And Mahmoud Baroudi? Was there any drama being acted behind the strong, but enigmatic, exterior which he offered to the examination of the world and of this woman?
Mrs. Armine sometimes wondered, and could not determine. She knew really little of him, for though he seemed often to be very carelessly displaying himself exactly as he was, at the close of each interview she went back to the villa with a mind not yet emptied of questions. She was often strangely at ease with him because he did not ask from her that which she could not give, and therefore she could be herself when with him. But the Eastern man does not pour confidences into the ear of the Western woman, nor are the workings of his mind like the workings of the mind of a Western man. Never till now had Mrs. Armine known a secret intimacy, or any intimacy, like this, procured by bribery, and surely hastening to a swift and decisive ending.
Upon the Hohenzollern Baroudi must have laid his plans to see her as he was seeing her now. He did not tell her so, but she knew it. Had she not known it upon ship-board? In their exchange of glances how much had been said and answered?
Despite her life of knowledge, she said to herself now that she did not know. And there was much in Baroudi’s mind, even in connection with herself, that she could not possibly know.
Something about him, nevertheless, she was able to find out.
Baroudi’s father was a rich Turco-Egyptian. His mother had been a beautiful Greek girl, who had embraced Islam when his father fell in love with her and proposed to marry her. She assumed the burko, and vanished from the world into the harim. And in the harim she had eventually died, leaving this only son behind her.

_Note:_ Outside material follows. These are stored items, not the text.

pub mod phase;
pub mod serve;
pub mod status;
pub mod task;

use anyhow::{bail, Context};
use phasetrack_core::config::{Config, WarnLevel};
use phasetrack_core::lifecycle::Tracker;
use std::path::Path;

/// Load and validate `.phasetrack.yaml`, then build the tracker every
/// command works through.
pub fn open_tracker(root: &Path) -> anyhow::Result<Tracker> {
    let config = load_config(root)?;
    Ok(Tracker::new(root, &config))
}

pub fn load_config(root: &Path) -> anyhow::Result<Config> {
    let config = Config::load(root)
        .with_context(|| format!("failed to load config under {}", root.display()))?;
    let mut errors = Vec::new();
    for warning in config.validate() {
        match warning.level {
            WarnLevel::Warning => tracing::warn!("config: {}", warning.message),
            WarnLevel::Error => errors.push(warning.message),
        }
    }
    if !errors.is_empty() {
        bail!("invalid config: {}", errors.join("; "));
    }
    Ok(config)
}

The Turco-Egyptians are as a rule more virile, more active, more dominant, and perhaps more greedy than are the pure-bred Egyptians. In the days before the English protectorate they held many important positions among the ruling classes of Egypt. They lined their pockets well, plundering those in their power with the ruthlessness characteristic of the Oriental character. The English came and put a stop to their nefarious money-making. And even to-day love of the Englishman is far less common than hatred in the heart of a Turco-Egyptian. In the Turco-Egyptian nature there is, nevertheless, not seldom something that is more nearly akin to the typical Englishman’s nature than could be found in the pure-bred Egyptian. And possibly because he sometimes sees in the Englishman what—but for certain Oriental characteristics that hold him back—he might almost become himself, the Turco-Egyptian often nourishes a peculiar venom against him. Men may hate because of ignorance, but they may hate also because of understanding.